The result should be every line of the listing that holds the word "Duration".

### Data for this task

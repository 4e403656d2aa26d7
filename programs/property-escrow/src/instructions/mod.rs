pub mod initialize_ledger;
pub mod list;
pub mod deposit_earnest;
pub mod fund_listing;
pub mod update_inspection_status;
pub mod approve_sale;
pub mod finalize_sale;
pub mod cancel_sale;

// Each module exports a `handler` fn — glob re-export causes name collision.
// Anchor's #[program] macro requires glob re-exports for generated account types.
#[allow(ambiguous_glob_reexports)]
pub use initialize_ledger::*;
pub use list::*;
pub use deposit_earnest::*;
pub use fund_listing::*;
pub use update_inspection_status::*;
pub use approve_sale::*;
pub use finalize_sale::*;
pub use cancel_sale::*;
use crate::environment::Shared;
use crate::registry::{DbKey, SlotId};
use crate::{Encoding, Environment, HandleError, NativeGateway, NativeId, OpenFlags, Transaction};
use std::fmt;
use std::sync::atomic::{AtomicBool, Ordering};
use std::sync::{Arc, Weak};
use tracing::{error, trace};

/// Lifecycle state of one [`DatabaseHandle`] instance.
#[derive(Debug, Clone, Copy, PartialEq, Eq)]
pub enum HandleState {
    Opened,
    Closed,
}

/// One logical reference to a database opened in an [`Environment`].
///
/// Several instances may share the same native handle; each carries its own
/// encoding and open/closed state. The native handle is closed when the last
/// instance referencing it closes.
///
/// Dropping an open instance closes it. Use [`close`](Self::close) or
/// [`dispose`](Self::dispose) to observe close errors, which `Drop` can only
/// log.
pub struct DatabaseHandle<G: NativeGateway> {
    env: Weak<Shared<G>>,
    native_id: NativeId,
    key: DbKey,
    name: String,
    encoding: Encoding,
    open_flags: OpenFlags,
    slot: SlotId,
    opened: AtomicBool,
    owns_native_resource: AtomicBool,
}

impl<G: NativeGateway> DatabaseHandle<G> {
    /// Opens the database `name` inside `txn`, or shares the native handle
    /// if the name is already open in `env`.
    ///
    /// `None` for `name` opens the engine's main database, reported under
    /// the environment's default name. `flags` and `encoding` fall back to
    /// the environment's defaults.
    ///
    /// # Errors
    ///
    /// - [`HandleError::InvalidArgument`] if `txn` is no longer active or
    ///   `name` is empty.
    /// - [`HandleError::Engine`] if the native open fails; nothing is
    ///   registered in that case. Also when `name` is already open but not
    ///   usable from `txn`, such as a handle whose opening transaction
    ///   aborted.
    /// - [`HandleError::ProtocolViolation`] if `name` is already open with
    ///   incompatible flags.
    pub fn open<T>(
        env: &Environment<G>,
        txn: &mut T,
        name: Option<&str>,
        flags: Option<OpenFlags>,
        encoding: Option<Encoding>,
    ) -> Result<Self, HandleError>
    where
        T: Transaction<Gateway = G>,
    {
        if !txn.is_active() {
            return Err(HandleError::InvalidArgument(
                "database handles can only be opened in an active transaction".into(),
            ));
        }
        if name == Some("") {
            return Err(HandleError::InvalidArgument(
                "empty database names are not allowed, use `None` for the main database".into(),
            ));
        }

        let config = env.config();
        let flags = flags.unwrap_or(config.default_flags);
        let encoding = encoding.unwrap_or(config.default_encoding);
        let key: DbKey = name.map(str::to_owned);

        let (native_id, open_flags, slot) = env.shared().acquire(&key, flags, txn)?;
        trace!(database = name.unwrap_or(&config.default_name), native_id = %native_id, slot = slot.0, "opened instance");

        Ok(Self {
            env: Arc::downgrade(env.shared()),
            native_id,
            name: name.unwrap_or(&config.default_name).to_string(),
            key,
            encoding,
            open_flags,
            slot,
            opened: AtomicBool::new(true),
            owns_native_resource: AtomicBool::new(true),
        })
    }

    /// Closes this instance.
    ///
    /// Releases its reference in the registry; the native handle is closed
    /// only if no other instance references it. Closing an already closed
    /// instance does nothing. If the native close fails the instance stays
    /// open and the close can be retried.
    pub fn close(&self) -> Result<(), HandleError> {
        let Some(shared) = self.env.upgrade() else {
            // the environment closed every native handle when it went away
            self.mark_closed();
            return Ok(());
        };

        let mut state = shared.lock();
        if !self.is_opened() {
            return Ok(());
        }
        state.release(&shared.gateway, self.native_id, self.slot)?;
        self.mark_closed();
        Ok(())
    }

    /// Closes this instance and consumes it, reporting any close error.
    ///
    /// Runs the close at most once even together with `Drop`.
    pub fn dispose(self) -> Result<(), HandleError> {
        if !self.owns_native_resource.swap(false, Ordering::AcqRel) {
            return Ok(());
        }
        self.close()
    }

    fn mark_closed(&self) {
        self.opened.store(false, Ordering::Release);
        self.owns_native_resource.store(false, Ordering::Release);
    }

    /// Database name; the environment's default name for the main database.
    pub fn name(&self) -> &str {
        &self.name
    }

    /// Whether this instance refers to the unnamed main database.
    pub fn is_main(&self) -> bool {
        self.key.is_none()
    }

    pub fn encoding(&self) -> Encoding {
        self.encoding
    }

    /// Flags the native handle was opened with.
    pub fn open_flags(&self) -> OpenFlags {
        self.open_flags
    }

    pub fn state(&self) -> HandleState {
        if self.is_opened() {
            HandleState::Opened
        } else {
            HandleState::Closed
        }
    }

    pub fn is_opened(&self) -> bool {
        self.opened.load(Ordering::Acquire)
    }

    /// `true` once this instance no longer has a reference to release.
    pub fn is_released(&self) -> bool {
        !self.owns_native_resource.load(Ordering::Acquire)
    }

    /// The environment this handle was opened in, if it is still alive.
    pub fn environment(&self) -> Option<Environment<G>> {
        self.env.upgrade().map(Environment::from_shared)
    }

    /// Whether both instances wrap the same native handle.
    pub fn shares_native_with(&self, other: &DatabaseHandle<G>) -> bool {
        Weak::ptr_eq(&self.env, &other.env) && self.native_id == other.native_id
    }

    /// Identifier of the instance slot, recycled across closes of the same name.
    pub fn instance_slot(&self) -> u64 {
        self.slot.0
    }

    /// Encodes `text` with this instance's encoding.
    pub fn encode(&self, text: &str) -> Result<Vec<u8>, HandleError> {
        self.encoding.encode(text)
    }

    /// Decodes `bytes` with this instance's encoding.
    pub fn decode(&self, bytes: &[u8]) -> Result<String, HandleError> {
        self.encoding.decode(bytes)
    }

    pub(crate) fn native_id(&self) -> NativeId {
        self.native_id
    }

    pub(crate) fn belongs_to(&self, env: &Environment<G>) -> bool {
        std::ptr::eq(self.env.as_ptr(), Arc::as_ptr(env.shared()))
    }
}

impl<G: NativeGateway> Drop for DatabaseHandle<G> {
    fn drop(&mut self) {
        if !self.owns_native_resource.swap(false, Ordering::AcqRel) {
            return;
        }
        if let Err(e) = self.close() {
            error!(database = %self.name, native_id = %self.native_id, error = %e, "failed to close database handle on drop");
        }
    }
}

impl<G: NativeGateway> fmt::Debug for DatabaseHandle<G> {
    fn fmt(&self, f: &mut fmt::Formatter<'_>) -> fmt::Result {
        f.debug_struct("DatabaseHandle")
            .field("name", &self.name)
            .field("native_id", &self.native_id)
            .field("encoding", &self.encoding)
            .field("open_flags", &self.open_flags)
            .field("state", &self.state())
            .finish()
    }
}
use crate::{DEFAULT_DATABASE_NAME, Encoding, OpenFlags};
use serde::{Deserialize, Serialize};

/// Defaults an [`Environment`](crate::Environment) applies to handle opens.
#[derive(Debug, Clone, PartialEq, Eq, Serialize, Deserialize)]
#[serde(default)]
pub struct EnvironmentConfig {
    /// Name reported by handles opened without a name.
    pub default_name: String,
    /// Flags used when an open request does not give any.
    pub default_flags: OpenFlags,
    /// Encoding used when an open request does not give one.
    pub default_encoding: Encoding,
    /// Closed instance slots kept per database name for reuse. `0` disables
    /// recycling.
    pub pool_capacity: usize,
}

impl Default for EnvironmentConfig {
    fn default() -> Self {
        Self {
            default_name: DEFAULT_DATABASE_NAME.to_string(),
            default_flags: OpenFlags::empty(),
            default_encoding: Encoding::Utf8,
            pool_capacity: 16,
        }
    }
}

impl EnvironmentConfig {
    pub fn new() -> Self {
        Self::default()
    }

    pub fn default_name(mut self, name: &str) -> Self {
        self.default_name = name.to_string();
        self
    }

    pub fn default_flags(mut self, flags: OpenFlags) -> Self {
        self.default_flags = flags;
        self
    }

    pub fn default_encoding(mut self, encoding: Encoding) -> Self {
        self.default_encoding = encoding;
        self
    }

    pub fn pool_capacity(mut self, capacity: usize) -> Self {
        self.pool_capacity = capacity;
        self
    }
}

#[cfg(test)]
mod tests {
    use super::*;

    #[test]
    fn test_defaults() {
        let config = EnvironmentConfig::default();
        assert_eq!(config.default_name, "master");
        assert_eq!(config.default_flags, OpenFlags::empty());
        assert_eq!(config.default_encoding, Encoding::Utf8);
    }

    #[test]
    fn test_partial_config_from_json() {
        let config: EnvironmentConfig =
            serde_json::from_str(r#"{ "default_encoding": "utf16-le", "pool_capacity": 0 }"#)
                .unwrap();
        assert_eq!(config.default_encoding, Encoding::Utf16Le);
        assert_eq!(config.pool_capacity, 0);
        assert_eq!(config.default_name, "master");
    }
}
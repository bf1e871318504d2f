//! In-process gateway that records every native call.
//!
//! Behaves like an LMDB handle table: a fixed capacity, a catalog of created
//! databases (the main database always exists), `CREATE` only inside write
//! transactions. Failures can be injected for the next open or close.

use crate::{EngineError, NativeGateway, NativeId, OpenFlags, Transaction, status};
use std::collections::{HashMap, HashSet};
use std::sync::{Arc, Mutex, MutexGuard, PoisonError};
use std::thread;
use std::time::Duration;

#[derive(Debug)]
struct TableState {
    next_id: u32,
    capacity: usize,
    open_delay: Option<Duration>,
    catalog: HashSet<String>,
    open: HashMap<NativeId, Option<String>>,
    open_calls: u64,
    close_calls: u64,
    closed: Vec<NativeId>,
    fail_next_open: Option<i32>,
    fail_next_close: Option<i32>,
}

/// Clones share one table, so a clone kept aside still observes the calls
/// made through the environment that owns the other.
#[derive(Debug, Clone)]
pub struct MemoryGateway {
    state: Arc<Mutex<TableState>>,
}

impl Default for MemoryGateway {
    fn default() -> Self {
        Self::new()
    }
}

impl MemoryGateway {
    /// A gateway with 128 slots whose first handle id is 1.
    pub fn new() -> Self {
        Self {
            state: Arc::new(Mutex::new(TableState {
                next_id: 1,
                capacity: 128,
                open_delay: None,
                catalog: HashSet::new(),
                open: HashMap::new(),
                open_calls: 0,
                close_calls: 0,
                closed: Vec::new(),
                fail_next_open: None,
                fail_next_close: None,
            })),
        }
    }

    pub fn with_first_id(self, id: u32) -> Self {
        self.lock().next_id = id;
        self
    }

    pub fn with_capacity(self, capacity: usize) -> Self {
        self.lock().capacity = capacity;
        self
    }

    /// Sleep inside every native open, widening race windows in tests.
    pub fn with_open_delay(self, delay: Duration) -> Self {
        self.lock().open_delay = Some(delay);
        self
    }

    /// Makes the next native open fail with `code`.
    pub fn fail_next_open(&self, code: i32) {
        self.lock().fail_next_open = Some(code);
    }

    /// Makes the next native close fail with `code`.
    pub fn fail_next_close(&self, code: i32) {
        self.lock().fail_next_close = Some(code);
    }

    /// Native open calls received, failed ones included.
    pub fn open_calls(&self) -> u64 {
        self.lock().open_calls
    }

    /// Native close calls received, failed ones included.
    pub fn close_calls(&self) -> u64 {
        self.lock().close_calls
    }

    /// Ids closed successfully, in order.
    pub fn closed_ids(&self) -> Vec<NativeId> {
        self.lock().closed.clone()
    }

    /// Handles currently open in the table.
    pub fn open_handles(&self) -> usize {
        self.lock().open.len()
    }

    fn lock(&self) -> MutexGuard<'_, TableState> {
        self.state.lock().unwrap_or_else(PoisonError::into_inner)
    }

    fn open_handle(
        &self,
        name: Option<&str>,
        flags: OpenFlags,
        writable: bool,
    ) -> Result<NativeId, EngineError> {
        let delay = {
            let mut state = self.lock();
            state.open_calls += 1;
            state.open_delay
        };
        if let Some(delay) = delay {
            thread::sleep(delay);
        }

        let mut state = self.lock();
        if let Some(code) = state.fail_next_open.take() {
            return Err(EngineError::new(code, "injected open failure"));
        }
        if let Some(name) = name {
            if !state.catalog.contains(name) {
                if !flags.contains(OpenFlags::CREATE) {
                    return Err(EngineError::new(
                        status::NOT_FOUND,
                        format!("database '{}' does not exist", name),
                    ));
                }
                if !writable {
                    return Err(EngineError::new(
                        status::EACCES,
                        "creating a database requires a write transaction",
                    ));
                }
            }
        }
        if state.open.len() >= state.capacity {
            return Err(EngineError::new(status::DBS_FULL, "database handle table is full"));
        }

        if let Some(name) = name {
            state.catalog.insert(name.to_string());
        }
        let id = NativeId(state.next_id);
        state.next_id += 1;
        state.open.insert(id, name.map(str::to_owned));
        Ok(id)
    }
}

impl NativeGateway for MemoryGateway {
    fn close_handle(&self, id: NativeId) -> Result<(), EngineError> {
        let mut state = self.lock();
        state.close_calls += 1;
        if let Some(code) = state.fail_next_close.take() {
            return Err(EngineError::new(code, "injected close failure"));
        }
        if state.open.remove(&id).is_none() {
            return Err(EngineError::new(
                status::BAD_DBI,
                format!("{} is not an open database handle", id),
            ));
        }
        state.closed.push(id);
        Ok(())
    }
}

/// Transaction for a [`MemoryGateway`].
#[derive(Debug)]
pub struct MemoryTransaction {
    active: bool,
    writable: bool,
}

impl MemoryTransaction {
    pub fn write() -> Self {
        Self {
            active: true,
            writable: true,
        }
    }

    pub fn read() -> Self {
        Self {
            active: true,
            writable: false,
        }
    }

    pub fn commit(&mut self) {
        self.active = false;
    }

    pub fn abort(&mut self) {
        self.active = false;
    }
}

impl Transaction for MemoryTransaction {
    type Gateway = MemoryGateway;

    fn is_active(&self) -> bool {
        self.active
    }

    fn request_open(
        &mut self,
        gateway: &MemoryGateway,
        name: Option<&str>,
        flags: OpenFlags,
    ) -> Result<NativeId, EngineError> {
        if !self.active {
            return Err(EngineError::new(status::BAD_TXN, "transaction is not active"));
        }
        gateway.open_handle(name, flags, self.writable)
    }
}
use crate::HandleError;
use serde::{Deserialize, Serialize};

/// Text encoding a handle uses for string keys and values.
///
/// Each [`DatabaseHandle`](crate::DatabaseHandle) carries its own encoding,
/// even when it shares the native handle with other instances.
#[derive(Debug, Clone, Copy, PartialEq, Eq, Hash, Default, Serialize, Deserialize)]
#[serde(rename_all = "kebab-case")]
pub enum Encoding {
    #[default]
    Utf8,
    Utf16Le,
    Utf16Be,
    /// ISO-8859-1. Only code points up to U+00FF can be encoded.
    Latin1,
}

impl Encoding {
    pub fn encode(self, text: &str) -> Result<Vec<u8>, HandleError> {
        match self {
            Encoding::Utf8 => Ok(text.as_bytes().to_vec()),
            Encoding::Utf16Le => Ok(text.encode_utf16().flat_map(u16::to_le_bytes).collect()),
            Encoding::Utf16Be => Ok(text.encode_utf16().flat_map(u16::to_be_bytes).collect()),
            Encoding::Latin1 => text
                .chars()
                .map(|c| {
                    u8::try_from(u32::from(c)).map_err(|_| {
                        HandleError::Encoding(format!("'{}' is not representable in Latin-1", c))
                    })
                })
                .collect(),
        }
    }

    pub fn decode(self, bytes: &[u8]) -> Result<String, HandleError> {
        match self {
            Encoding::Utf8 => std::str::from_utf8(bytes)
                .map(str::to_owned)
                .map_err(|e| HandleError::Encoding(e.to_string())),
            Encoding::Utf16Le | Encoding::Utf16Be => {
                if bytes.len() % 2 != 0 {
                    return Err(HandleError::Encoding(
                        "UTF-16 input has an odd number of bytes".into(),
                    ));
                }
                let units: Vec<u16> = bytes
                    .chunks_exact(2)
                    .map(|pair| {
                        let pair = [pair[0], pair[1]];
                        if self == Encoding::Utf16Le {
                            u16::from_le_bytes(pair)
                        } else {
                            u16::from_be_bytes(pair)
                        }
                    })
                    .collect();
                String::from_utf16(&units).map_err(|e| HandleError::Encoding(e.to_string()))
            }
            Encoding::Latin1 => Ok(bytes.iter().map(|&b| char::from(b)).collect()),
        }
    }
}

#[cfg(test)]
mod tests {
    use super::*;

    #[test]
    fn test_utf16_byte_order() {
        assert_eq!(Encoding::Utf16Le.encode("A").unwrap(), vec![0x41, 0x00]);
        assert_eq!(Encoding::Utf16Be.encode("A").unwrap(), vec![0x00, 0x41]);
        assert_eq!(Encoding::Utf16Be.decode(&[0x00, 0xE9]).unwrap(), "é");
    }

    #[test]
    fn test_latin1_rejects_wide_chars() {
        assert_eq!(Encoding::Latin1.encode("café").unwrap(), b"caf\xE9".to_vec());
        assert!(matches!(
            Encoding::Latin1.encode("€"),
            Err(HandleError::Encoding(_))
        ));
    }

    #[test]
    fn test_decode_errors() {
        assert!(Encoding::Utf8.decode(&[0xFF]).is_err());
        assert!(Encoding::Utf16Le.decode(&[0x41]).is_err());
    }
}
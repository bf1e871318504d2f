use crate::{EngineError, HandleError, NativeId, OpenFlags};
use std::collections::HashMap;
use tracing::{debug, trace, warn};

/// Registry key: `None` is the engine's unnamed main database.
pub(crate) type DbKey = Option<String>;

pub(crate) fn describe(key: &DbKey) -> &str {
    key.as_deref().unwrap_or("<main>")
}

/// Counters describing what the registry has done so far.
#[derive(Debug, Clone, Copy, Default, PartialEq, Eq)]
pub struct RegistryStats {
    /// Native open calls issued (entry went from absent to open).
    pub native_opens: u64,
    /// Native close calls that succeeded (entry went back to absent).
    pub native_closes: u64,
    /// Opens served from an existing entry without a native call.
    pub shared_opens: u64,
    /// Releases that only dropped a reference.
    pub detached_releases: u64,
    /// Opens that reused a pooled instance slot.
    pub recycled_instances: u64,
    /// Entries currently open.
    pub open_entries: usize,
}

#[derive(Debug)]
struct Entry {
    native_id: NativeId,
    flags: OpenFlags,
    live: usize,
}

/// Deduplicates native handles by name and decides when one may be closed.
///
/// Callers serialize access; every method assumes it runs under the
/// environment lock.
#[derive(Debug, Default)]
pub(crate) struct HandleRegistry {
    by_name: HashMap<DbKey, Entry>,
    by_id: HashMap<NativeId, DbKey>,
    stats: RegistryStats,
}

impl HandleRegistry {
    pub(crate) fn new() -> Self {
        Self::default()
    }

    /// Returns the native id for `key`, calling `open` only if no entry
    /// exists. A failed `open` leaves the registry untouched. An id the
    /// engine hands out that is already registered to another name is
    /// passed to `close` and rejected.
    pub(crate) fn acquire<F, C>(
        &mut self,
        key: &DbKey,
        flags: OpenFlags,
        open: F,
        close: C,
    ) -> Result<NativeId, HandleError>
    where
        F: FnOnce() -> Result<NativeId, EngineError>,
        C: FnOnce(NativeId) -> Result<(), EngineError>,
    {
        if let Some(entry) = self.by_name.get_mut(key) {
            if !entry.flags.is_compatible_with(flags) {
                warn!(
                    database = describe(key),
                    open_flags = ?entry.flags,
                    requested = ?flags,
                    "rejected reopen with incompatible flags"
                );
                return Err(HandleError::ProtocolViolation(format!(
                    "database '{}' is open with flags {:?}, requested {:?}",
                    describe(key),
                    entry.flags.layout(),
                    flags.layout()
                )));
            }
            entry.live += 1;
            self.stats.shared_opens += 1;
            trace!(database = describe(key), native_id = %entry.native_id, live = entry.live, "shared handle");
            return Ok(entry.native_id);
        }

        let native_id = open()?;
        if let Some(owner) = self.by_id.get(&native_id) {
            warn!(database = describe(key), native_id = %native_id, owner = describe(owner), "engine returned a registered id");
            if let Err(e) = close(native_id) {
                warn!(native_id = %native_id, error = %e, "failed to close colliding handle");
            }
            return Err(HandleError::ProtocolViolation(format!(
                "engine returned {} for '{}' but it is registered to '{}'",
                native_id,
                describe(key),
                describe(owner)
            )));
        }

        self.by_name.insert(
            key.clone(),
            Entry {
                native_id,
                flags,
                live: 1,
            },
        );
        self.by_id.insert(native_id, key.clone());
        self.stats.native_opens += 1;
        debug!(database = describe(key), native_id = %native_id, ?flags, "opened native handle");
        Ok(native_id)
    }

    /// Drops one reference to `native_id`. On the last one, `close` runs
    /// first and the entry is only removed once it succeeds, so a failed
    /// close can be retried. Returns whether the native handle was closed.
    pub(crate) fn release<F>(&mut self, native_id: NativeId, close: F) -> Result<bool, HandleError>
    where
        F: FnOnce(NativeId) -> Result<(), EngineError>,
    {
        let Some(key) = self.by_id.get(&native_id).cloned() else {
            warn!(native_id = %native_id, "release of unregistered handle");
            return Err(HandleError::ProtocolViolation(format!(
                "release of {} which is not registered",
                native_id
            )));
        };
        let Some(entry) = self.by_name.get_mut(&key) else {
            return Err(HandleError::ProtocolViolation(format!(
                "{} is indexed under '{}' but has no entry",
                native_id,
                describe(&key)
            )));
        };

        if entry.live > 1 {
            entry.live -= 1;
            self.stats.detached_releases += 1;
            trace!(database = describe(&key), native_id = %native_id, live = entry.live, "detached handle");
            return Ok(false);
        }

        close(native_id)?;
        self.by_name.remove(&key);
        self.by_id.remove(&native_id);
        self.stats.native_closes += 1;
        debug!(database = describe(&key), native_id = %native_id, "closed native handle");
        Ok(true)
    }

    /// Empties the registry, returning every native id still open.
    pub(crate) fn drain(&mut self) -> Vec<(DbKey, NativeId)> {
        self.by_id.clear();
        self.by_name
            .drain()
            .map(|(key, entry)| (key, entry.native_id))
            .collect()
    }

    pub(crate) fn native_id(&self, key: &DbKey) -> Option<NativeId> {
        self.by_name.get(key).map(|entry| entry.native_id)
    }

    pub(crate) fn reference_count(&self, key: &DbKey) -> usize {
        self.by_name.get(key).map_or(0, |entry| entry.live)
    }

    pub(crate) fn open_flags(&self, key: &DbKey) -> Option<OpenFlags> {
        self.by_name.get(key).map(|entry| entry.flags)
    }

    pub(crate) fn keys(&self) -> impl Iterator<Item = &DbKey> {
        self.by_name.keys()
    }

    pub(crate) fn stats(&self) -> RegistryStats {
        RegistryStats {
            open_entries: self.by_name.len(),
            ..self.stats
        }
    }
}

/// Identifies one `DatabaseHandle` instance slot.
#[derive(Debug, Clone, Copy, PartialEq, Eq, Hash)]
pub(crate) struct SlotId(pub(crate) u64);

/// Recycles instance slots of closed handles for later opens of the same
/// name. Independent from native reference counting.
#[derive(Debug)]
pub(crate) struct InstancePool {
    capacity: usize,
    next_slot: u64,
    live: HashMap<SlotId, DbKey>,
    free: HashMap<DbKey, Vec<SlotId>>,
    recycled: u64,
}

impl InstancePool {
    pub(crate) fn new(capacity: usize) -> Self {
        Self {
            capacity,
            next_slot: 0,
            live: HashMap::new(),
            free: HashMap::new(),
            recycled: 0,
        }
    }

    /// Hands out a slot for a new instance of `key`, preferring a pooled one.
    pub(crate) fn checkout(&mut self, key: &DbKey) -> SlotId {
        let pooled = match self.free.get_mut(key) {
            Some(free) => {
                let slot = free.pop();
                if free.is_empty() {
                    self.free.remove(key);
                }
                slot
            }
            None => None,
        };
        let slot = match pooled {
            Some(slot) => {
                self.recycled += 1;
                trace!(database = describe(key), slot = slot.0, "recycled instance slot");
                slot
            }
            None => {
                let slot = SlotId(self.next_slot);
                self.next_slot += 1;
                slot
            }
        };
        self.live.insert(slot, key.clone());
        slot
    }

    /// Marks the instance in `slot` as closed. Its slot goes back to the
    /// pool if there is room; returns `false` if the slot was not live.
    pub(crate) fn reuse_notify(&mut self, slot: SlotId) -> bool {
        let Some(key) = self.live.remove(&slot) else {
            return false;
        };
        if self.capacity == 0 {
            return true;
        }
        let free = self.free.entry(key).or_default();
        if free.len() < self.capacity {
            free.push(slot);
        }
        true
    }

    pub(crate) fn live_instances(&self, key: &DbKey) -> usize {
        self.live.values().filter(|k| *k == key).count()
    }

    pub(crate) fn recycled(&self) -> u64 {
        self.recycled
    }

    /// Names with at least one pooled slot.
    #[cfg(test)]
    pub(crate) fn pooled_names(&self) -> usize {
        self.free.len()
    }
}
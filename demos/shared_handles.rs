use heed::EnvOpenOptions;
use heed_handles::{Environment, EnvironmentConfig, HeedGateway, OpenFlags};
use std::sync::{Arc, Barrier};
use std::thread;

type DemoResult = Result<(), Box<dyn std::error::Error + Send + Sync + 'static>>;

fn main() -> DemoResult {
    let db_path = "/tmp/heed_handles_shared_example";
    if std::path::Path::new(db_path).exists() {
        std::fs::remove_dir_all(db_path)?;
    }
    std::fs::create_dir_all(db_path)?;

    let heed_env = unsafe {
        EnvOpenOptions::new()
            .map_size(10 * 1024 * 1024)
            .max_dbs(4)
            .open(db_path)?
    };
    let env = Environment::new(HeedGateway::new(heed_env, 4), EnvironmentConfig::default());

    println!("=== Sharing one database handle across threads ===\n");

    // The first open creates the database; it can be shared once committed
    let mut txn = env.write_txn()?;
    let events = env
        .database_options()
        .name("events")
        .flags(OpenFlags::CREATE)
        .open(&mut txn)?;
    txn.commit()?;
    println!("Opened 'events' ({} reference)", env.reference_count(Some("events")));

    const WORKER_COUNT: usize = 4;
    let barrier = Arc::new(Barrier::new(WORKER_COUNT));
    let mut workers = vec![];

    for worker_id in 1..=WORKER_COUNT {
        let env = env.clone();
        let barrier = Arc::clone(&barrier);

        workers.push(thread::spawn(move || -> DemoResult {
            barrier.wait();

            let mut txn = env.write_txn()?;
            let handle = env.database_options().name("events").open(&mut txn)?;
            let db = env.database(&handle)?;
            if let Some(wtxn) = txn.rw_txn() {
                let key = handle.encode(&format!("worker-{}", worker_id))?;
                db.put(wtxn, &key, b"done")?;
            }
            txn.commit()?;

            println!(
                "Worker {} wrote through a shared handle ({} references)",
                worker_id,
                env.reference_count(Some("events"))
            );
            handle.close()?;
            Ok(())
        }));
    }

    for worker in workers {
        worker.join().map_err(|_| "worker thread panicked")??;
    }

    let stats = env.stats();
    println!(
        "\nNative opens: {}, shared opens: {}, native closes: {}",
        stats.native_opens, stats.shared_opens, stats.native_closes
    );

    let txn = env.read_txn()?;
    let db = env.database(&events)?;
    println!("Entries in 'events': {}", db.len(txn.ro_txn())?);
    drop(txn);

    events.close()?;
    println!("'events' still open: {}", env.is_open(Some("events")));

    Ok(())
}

######

Answer to this exercise:
use std::time::Duration;
    open_delay: Option<Duration>,
    pub fn with_open_delay(self, delay: Duration) -> Self {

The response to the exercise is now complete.